Page 28 - 2016 Iowa Central Student Handbook
P. 28

In determining whether alleged conduct constitutes sexual harassment, the College will consider
       all available information and will review the totality of the evidence, including the context in which
       the alleged incident(s) occurred, to determine whether it is more probably true than not that the
       harassment in violation of this policy occurred. Although repeated incidents generally create a stronger
       claim of sexual harassment, a single serious incident can be sufficient. Determinations will be made
       on a case-by-case basis.
       Expression that constitutes a protected exercise of an individual’s free speech rights under the First and
       Fourteenth Amendments to the United States Constitution shall not be deemed a violation of this policy.
       Isolated behavior of the kind described above that does not rise to the level of sexual harassment
       but that, if repeated, could rise to that level, demonstrates insensitivity that may warrant remedial
       measures. Academic or administrative personnel who become aware of such behavior in the College
       environment should counsel those who have engaged in the behavior. Such counsel should include a
       clear statement that the behavior is not acceptable and should cease, information about the potential
       consequences if such behavior persists, and a recommendation, as appropriate, to undertake an
       educational program designed to help the person(s) understand the harm caused by the behavior.
       6. Courses of Action:
       a. Students who feel that they have been the subjects of such harassment should advise the Vice
         President of Enrollment Management and Student Development or the College’s Director, Human
         Resources/Equal Employment Opportunity (EEO) Coordinator.
       b. Staff members should advise one of the following: their immediate supervisor, the appropriate Vice
         President, or the College’s Director, Human Resources / EEO Coordinator.
       c.  When the College is informed or made aware of a possible harassment situation, an investigation
         will be conducted as described in the procedure for a Formal Complaint in this policy.
       7. Sexual Violence: Sexual violence is prohibited and as specifically addressed in the Violence Against
       Women Reauthorization Act of 2013, Section 304, Campus Sexual Violence Act provisions amending
       Section 485(f) of the Higher Education Act of 1965 (the Jeanne Clery Disclosure of Campus Security
       Policy and Campus Crime Statistics Act). Sexual violence refers to physical sexual acts perpetrated
       against a person’s consent or where a person is incapable of giving consent due to the victim’s use
       of drugs or alcohol or due to an intellectual or other disability.

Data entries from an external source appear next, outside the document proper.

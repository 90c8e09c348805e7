use anyhow::Result;
use ndarray::Array2;
use rayon::prelude::*;

use crate::model::ArgModel;
use crate::sequences::{Sequences, base_index};
use crate::states::State;
use crate::tree::{LocalTree, LocalTrees, Spr};

/// Partial likelihood over the four bases at one node.
type LkRow = [f64; 4];

/// Jukes-Cantor substitution probability over a branch of length `t`.
#[inline]
fn prob_branch(t: f64, mu: f64, is_mut: bool) -> f64 {
    const F: f64 = 4.0 / 3.0;
    if is_mut {
        0.25 * (1.0 - (-F * mu * t).exp())
    } else {
        0.25 * (1.0 + 3.0 * (-F * mu * t).exp())
    }
}

/// Mark the sites at which every chromosome carries the same base.
pub fn find_invariant_sites(seqs: &[&[u8]]) -> Vec<bool> {
    let seqlen = seqs.first().map_or(0, |s| s.len());
    (0..seqlen)
        .map(|i| {
            let c = seqs[0][i].to_ascii_uppercase();
            seqs[1..].iter().all(|s| s[i].to_ascii_uppercase() == c)
        })
        .collect()
}

/// Per-branch mutation/no-mutation probabilities and the floored total tree
/// length. Branches into a sentinel root are left at zero; nothing reads
/// them.
fn branch_prob_tables(tree: &LocalTree, model: &ArgModel) -> (Vec<f64>, Vec<f64>, f64) {
    let n = tree.nnodes();
    let top = model.ntimes as i32 - 1;
    let mut muts = vec![0.0; n];
    let mut nomuts = vec![0.0; n];
    let mut treelen = 0.0;
    for i in 0..n {
        let parent = tree.nodes[i].parent;
        if parent == -1 || tree.nodes[parent as usize].age > top {
            continue;
        }
        let t = tree.dist(i, &model.times).max(model.mintime);
        muts[i] = prob_branch(t, model.mu, true);
        nomuts[i] = prob_branch(t, model.mu, false);
        treelen += t;
    }
    (muts, nomuts, treelen)
}

fn likelihood_site_node_inner(
    tree: &LocalTree,
    node: usize,
    seqs: &[&[u8]],
    pos: usize,
    muts: &[f64],
    nomuts: &[f64],
    inner: &mut [LkRow],
) {
    let n = &tree.nodes[node];
    if n.is_leaf() {
        match base_index(seqs[node][pos]) {
            Some(b) => {
                inner[node] = [0.0; 4];
                inner[node][b] = 1.0;
            }
            None => inner[node] = [1.0; 4],
        }
    } else {
        let c1 = n.child[0] as usize;
        let c2 = n.child[1] as usize;
        for a in 0..4 {
            let mut p1 = 0.0;
            let mut p2 = 0.0;
            for b in 0..4 {
                if a == b {
                    p1 += inner[c1][b] * nomuts[c1];
                    p2 += inner[c2][b] * nomuts[c2];
                } else {
                    p1 += inner[c1][b] * muts[c1];
                    p2 += inner[c2][b] * muts[c2];
                }
            }
            inner[node][a] = p1 * p2;
        }
    }
}

/// Felsenstein pruning over `order` (a valid postorder restricted to the
/// nodes that need recomputation). Returns the site likelihood.
fn likelihood_site_inner(
    tree: &LocalTree,
    seqs: &[&[u8]],
    pos: usize,
    order: &[usize],
    muts: &[f64],
    nomuts: &[f64],
    inner: &mut [LkRow],
) -> f64 {
    for &node in order {
        likelihood_site_node_inner(tree, node, seqs, pos, muts, nomuts, inner);
    }
    let root = tree.root as usize;
    inner[root].iter().sum::<f64>() * 0.25
}

fn likelihood_site_node_outer(
    tree: &LocalTree,
    root: usize,
    node: usize,
    muts: &[f64],
    nomuts: &[f64],
    inner: &[LkRow],
    outer: &mut [LkRow],
) {
    if node == root {
        outer[node] = [1.0; 4];
        return;
    }
    let sib = tree.sibling(node) as usize;
    let parent = tree.nodes[node].parent as usize;
    for a in 0..4 {
        let mut p1 = 0.0;
        let mut p2 = 0.0;
        for b in 0..4 {
            if a == b {
                p1 += inner[sib][b] * nomuts[sib];
                p2 += outer[parent][b] * nomuts[parent];
            } else {
                p1 += inner[sib][b] * muts[sib];
                p2 += outer[parent][b] * muts[parent];
            }
        }
        outer[node][a] = if parent != root { p1 * p2 } else { p1 };
    }
}

/// "From above" marginals, preorder from the maintree root.
fn likelihood_site_outer(
    tree: &LocalTree,
    muts: &[f64],
    nomuts: &[f64],
    inner: &[LkRow],
    outer: &mut [LkRow],
) {
    let maintree_root = tree.nodes[tree.root as usize].child[1] as usize;
    let mut stack = vec![maintree_root];
    while let Some(node) = stack.pop() {
        likelihood_site_node_outer(tree, maintree_root, node, muts, nomuts, inner, outer);
        for &c in &tree.nodes[node].child {
            if c != -1 {
                stack.push(c as usize);
            }
        }
    }
}

/// Fill inner and outer tables for every variant site of a partial tree.
fn calc_inner_outer(
    tree: &LocalTree,
    model: &ArgModel,
    seqs: &[&[u8]],
    invariant: &[bool],
    inner: &mut [Vec<LkRow>],
    outer: &mut [Vec<LkRow>],
) {
    let order = tree.postorder();
    let (muts, nomuts, _) = branch_prob_tables(tree, model);
    inner
        .par_iter_mut()
        .zip(outer.par_iter_mut())
        .enumerate()
        .for_each(|(i, (inr, out))| {
            if !invariant[i] {
                likelihood_site_inner(tree, seqs, i, &order, &muts, &nomuts, inr);
                likelihood_site_outer(tree, &muts, &nomuts, inr, out);
            }
        });
}

/// Emission column for one augmented tree.
///
/// With `prev_node`/`new_node` given, only the ancestor paths of the
/// previous and current attachment points are recomputed: the previous path
/// is marked dirty, the walk from the new attachment stops at the first
/// dirty node, and the dirty path itself is then redone bottom-up. The
/// per-site tables carry everything else over from the previous state.
fn likelihood_sites(
    tree: &LocalTree,
    model: &ArgModel,
    seqs: &[&[u8]],
    statei: usize,
    invariant: &[bool],
    emit: &mut Array2<f64>,
    table: &mut [Vec<LkRow>],
    prev_node: i32,
    new_node: i32,
) {
    let order: Vec<usize> = if prev_node == -1 || new_node == -1 {
        tree.postorder()
    } else {
        let mut dirty = vec![false; tree.nnodes()];
        let mut j = prev_node;
        while j != -1 {
            dirty[j as usize] = true;
            j = tree.nodes[j as usize].parent;
        }
        let mut order = Vec::new();
        let mut j = new_node as usize;
        while !dirty[j] {
            order.push(j);
            j = tree.nodes[j].parent as usize;
        }
        let mut j = prev_node;
        while j != -1 {
            order.push(j as usize);
            j = tree.nodes[j as usize].parent;
        }
        order
    };

    let (muts, nomuts, treelen) = branch_prob_tables(tree, model);
    let invariant_lk = 0.25 * (-model.mu * treelen.max(model.mintime)).exp();

    let col: Vec<f64> = table
        .par_iter_mut()
        .enumerate()
        .map(|(i, inner)| {
            if invariant[i] {
                invariant_lk
            } else {
                likelihood_site_inner(tree, seqs, i, &order, &muts, &nomuts, inner)
            }
        })
        .collect();
    for (i, v) in col.into_iter().enumerate() {
        emit[[i, statei]] = v;
    }
}

fn calc_emissions_with(
    states: &[State],
    tree: &LocalTree,
    seqs: &[&[u8]],
    model: &ArgModel,
    emit: &mut Array2<f64>,
    reuse: bool,
) {
    let seqlen = seqs.first().map_or(0, |s| s.len());
    let invariant = find_invariant_sites(seqs);
    let mut table: Vec<Vec<LkRow>> = vec![vec![[0.0; 4]; tree.nnodes() + 2]; seqlen];

    let newleaf = tree.nleaves() as i32;
    let displaced = tree.nnodes() as i32;
    let remap = |x: i32| if x == newleaf { displaced } else { x };

    let mut tree2 = tree.clone();
    let mut prev_node = -1i32;
    for (j, state) in states.iter().enumerate() {
        tree2.add_thread_branch(state.node as usize, state.time);
        let new_node = remap(state.node);
        let (p, n) = if reuse && j > 0 {
            (prev_node, new_node)
        } else {
            (-1, -1)
        };
        likelihood_sites(&tree2, model, seqs, j, &invariant, emit, &mut table, p, n);
        tree2.remove_thread_branch();
        prev_node = remap(tree.nodes[state.node as usize].parent);
    }
}

/// Emissions for external threading: each candidate state attaches a new
/// leaf branch to the tree. Successive states reuse the per-site tables via
/// the dirty-set postorder.
pub fn calc_emissions(
    states: &[State],
    tree: &LocalTree,
    seqs: &[&[u8]],
    model: &ArgModel,
    emit: &mut Array2<f64>,
) {
    calc_emissions_with(states, tree, seqs, model, emit, true);
}

/// Full-postorder reference for `calc_emissions`.
pub fn calc_emissions_slow(
    states: &[State],
    tree: &LocalTree,
    seqs: &[&[u8]],
    model: &ArgModel,
    emit: &mut Array2<f64>,
) {
    calc_emissions_with(states, tree, seqs, model, emit, false);
}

A number of different acts fall into the
       category of sexual violence, including rape, acquaintance rape, domestic violence, dating violence,
       sexual assault, stalking, and acts as defined below, as well as aiding acts of sexual violence.
       Definitions:
        -  Consent: Clear, knowing and voluntary participation in sexual conduct by person of the age and
         intellectual capacity to give lawful consent, and may be given by words or actions, as long as words
         or actions create mutually understandable clear permission regarding willingness to engage in
         (and the conditions of) the sexual activity. Consent must be active, not passive. Silence, in and of
         itself, cannot be interpreted as consent. Lack of protest or resistance does not constitute consent.
         Consent to any one form of sexual activity cannot be automatically implied to be consent to any
         other form of sexual activity. Previous relationships or prior consent cannot imply consent to future
         sexual acts. Persons who want to engage in the sexual activity are responsible for obtaining consent
         and the clearly giving of consent. Consent should never be assumed.

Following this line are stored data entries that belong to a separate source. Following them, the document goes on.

use argthread_rs::model::ArgModel;
use argthread_rs::states::{
    NodeStateLookup, find_state, get_coal_states, get_coal_states_external,
    get_coal_states_internal, State,
};
use argthread_rs::trans::{LineageCounts, TransMatrix, TransMatrixSwitch, calc_state_priors};
use argthread_rs::tree::{LocalTree, Spr};

fn approx_eq(a: f64, b: f64, eps: f64) {
    assert!(
        (a - b).abs() <= eps,
        "expected {a} ~= {b} within eps={eps}, got diff={}",
        (a - b).abs()
    );
}

fn model(ntimes: usize) -> ArgModel {
    ArgModel::new(ntimes, 200_000.0, 0.01, 10_000.0, 1.5e-8, 2.5e-8).expect("model init failed")
}

fn four_leaf_tree() -> LocalTree {
    LocalTree::from_parents(&[4, 4, 5, 5, 6, 6, -1], &[0, 0, 0, 0, 1, 2, 3]).expect("bad tree")
}

fn parents_and_ages(tree: &LocalTree) -> (Vec<i32>, Vec<i32>) {
    (
        tree.nodes.iter().map(|n| n.parent).collect(),
        tree.nodes.iter().map(|n| n.age).collect(),
    )
}

#[test]
fn postorder_visits_children_before_parents() {
    let tree = four_leaf_tree();
    let order = tree.postorder();
    assert_eq!(order.len(), tree.nnodes());
    let mut seen = vec![false; tree.nnodes()];
    for &node in &order {
        for &c in &tree.nodes[node].child {
            if c != -1 {
                assert!(seen[c as usize], "child {c} visited after parent {node}");
            }
        }
        seen[node] = true;
    }
    assert_eq!(order.last(), Some(&(tree.root as usize)));
}

#[test]
fn thread_branch_add_remove_round_trips() {
    let tree = four_leaf_tree();
    for state in get_coal_states(&tree, 6, false) {
        let mut tree2 = tree.clone();
        tree2.add_thread_branch(state.node as usize, state.time);
        assert_eq!(tree2.nnodes(), tree.nnodes() + 2);
        assert_eq!(tree2.nleaves(), tree.nleaves() + 1);
        // new leaf slot keeps leaves contiguous
        assert!(tree2.nodes[tree.nleaves()].is_leaf());

        let (node, time) = tree2.remove_thread_branch();
        assert_eq!((node, time), (state.node as usize, state.time));
        assert_eq!(tree2, tree);
    }
}

#[test]
fn apply_spr_round_trips_topology() {
    let tree = four_leaf_tree();
    let spr = Spr::new(0, 0, 2, 2);
    let mut tree2 = tree.clone();
    tree2.apply_spr(&spr).expect("spr failed");
    assert_ne!(parents_and_ages(&tree2).0, parents_and_ages(&tree).0);

    // undo: break the same branch, coalesce back onto the old sibling at
    // the old age
    let undo = Spr::new(0, 0, 1, 1);
    tree2.apply_spr(&undo).expect("undo spr failed");
    assert_eq!(parents_and_ages(&tree2), parents_and_ages(&tree));
}

#[test]
fn apply_spr_handles_coal_onto_the_broken_node() {
    // recoalescing onto the node being broken out lands on the merged
    // sibling branch, so only the coalescence age moves
    let tree = four_leaf_tree();
    let mut tree2 = tree.clone();
    tree2.apply_spr(&Spr::new(0, 0, 4, 2)).expect("spr failed");

    let (parents, ages) = parents_and_ages(&tree2);
    assert_eq!(parents, parents_and_ages(&tree).0);
    assert_eq!(ages[4], 2);

    tree2.apply_spr(&Spr::new(0, 0, 4, 1)).expect("undo spr failed");
    assert_eq!(parents_and_ages(&tree2), parents_and_ages(&tree));
}

#[test]
fn switch_matrix_handles_coal_onto_the_broken_node() {
    let model = model(6);
    let tree = four_leaf_tree();
    let spr = Spr::new(0, 0, 4, 2);
    let mut tree2 = tree.clone();
    tree2.apply_spr(&spr).expect("spr failed");

    let states1 = get_coal_states(&tree, model.ntimes, false);
    let states2 = get_coal_states(&tree2, model.ntimes, false);
    let lineages2 = LineageCounts::count(&tree2, model.ntimes, false);
    let switch_mat =
        TransMatrixSwitch::new(&tree, &spr, &states1, &states2, &model, &lineages2, 0)
            .expect("switch build failed");

    assert_eq!(
        switch_mat.recombsrc,
        find_state(&states1, State::new(0, 0)).unwrap() as i32
    );

    // the broken branch's states land on the merged sibling, except above
    // the new coalescence age where the reused node takes over
    let j = find_state(&states1, State::new(4, 1)).unwrap();
    assert_eq!(
        switch_mat.determ[j],
        find_state(&states2, State::new(1, 1)).unwrap() as i32
    );
    let j = find_state(&states1, State::new(4, 3)).unwrap();
    assert_eq!(
        switch_mat.determ[j],
        find_state(&states2, State::new(4, 3)).unwrap() as i32
    );

    // no deterministic source loses its mass
    for j in 0..switch_mat.nstates1 {
        if j as i32 == switch_mat.recombsrc || j as i32 == switch_mat.recoalsrc {
            continue;
        }
        assert!(switch_mat.determ[j] >= 0, "source {j} lost its target");
        let row_sum: f64 = (0..switch_mat.nstates2).map(|k| switch_mat.get(j, k)).sum();
        approx_eq(row_sum, 1.0, 1e-12);
    }

    // the recombination source spreads a normalized row
    let row_sum: f64 = (0..switch_mat.nstates2)
        .map(|k| switch_mat.get(switch_mat.recombsrc as usize, k))
        .sum();
    approx_eq(row_sum, 1.0, 1e-9);
}

#[test]
fn remove_leaf_branch_compacts_indices() {
    let mut tree = four_leaf_tree();
    let (map, node, time) = tree.remove_leaf_branch(3).expect("removal failed");
    assert_eq!(tree.nnodes(), 5);
    assert_eq!(tree.nleaves(), 3);
    assert_eq!(map[3], -1);
    assert_eq!(time, 2);
    // the sibling branch absorbed the removed pair
    assert!(node < tree.nnodes());
    for (i, n) in tree.nodes.iter().enumerate() {
        if n.parent != -1 {
            let p = n.parent as usize;
            assert!(
                tree.nodes[p].child.contains(&(i as i32)),
                "broken child link at {i}"
            );
        }
    }
}

#[test]
fn external_states_are_contiguous_and_age_bounded() {
    let tree = four_leaf_tree();
    let ntimes = 6;
    let states = get_coal_states_external(&tree, ntimes, 0);
    assert!(!states.is_empty());

    let mut last_node = -1i32;
    let mut seen = vec![false; tree.nnodes()];
    for s in &states {
        assert!(s.time >= tree.nodes[s.node as usize].age);
        assert!(s.time < ntimes as i32);
        if s.node != last_node {
            assert!(!seen[s.node as usize], "branch {} split into two runs", s.node);
            seen[s.node as usize] = true;
            last_node = s.node;
        }
    }

    let lookup = NodeStateLookup::new(&states, tree.nnodes());
    for (j, s) in states.iter().enumerate() {
        assert_eq!(lookup.lookup(s.node as usize, s.time), j as i32);
    }
    assert_eq!(lookup.lookup(0, 5), -1);

    // minage trims every branch's run from below
    let clipped = get_coal_states_external(&tree, ntimes, 2);
    assert!(clipped.iter().all(|s| s.time >= 2));
}

#[test]
fn internal_states_skip_subtree_and_sentinel_root() {
    let ntimes = 8;
    let parents = [4, 4, 5, 6, 5, 6, -1];
    let ages = [0, 0, 0, 0, 1, 2, ntimes as i32 + 1];
    let tree = LocalTree::from_parents(&parents, &ages).expect("bad tree");

    let states = get_coal_states_internal(&tree, ntimes);
    assert!(!states.is_empty());
    for s in &states {
        assert_ne!(s.node, 3, "pruned subtree must carry no states");
        assert_ne!(s.node, 6, "sentinel root must carry no states");
    }
    assert!(find_state(&states, State::new(5, ntimes as i32 - 2)).is_some());

    // a partial tree whose root age is real is fully specified
    let full = four_leaf_tree();
    assert!(get_coal_states_internal(&full, 6).is_empty());
}

#[test]
fn transition_rows_are_positive_and_consistent() {
    let model = model(6);
    let tree = four_leaf_tree();
    let states = get_coal_states(&tree, model.ntimes, false);
    let lineages = LineageCounts::count(&tree, model.ntimes, false);
    let trans = TransMatrix::new(&model, &tree, &lineages, false);

    for j in 0..states.len() {
        let mut row_sum = 0.0;
        for k in 0..states.len() {
            let v = trans.get(&states, j, k);
            assert!(v.is_finite() && v >= 0.0, "bad entry at ({j}, {k}): {v}");
            // dense accessor decomposes into the factored parts
            let a = states[j].time as usize;
            let mut expected = trans.time_only(a, states[k].time as usize);
            if states[j].node == states[k].node {
                expected += trans.time_node_delta(a, &states[k]);
            }
            assert_eq!(v, expected);
            row_sum += v;
        }
        assert!(row_sum > 0.0, "row {j} has no mass");
    }
}

#[test]
fn state_priors_normalize() {
    let model = model(6);
    let tree = four_leaf_tree();
    let states = get_coal_states(&tree, model.ntimes, false);
    let lineages = LineageCounts::count(&tree, model.ntimes, false);
    let prior = calc_state_priors(&states, &lineages, &model, 0);

    assert_eq!(prior.len(), states.len());
    assert!(prior.iter().all(|p| *p >= 0.0));
    approx_eq(prior.iter().sum::<f64>(), 1.0, 1e-9);
}

#[test]
fn lineage_counts_track_the_tree() {
    let tree = four_leaf_tree();
    let counts = LineageCounts::count(&tree, 6, false);
    // four branches below the first coalescence
    assert_eq!(counts.nbranches[0], 4);
    // the root branch keeps one lineage to the top of the grid
    assert_eq!(counts.nbranches[4], 1);
    assert!(counts.ncoals.iter().all(|&c| c >= 1));
}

         Iowa Code provides that the following persons are unable to give consent:
          -  Persons who are asleep or unconscious (Iowa Code Section 709.1A);
          -  Persons who are incapacitated due to the influence of drugs, alcohol, or medication (Iowa Code
           Section 709.1A);
          -  Persons who are unable to communicate consent due to a mental or physical condition (Iowa
           Code Section 709.1A); or
          -  Generally, minors under the age of 16 (Iowa Code Section 709.4).
        -  Domestic Violence: Includes felony or misdemeanor crimes of violence committed by a current or
         former spouse or intimate partner of the victim, by a person with whom the victim shares a child
         in common, by a person who is cohabitating with or has cohabitated with the victim as a spouse
         or intimate partner, by a person similarly situated to a spouse of the victim, or by any other person
         against an adult or youth victim who is protected from that person’s acts under the domestic or
         family violence laws of Iowa.